ACTIVITY => Say how many lines in the entries below mention "reached", with no other words.

### SUPPLIED RECORDS

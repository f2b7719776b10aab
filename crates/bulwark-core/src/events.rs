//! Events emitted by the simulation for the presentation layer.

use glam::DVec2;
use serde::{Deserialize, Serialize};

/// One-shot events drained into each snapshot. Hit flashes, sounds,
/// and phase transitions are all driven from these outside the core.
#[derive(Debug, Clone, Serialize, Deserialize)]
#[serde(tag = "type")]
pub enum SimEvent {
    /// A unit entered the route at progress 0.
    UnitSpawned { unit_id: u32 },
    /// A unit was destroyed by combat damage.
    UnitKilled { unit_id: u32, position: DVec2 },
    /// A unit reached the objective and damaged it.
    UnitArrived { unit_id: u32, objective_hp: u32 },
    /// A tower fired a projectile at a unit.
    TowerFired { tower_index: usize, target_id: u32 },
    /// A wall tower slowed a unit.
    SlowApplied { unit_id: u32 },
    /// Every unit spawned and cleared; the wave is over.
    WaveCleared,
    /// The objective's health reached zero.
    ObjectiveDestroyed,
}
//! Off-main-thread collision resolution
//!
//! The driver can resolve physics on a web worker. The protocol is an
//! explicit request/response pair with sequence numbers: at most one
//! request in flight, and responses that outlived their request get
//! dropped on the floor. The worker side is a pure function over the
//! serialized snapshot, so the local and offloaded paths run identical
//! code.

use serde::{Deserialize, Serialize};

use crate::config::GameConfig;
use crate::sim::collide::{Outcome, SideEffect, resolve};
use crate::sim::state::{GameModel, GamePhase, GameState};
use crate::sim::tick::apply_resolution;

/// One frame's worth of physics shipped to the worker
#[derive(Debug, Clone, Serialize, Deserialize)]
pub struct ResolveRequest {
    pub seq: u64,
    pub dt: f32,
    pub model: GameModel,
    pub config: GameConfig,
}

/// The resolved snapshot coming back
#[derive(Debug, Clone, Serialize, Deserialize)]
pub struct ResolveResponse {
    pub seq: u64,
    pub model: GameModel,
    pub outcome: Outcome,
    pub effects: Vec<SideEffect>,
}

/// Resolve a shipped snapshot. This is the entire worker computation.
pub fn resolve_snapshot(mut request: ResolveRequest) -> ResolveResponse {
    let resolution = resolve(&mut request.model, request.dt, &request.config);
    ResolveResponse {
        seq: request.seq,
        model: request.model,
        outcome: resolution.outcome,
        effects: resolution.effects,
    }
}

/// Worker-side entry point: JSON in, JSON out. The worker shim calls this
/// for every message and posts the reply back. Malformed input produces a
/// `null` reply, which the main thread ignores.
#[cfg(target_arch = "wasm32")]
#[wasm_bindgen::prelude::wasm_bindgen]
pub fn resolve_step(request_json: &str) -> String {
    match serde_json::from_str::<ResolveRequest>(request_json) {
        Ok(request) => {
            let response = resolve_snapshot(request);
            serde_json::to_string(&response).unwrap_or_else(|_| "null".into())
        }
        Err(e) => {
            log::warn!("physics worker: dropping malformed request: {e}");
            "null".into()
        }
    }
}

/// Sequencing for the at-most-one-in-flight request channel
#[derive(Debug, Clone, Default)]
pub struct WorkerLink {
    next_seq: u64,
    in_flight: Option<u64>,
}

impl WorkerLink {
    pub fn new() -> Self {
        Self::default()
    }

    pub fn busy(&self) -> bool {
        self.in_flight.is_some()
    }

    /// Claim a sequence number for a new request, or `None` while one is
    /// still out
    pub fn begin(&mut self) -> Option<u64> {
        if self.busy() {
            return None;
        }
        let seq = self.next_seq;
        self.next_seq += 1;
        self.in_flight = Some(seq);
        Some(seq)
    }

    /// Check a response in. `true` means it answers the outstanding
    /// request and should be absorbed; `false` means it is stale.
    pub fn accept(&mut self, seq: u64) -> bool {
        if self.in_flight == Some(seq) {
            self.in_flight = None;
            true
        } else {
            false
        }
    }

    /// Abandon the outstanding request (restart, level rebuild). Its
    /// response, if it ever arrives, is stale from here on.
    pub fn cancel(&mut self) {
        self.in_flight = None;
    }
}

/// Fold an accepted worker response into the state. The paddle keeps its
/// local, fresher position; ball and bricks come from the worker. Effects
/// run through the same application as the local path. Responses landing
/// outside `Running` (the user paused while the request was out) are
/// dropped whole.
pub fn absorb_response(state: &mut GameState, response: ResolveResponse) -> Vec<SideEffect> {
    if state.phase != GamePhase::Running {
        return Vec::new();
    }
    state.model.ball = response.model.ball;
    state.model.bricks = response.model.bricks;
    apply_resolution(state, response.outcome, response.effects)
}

######

REPLY TO THE TASK => 2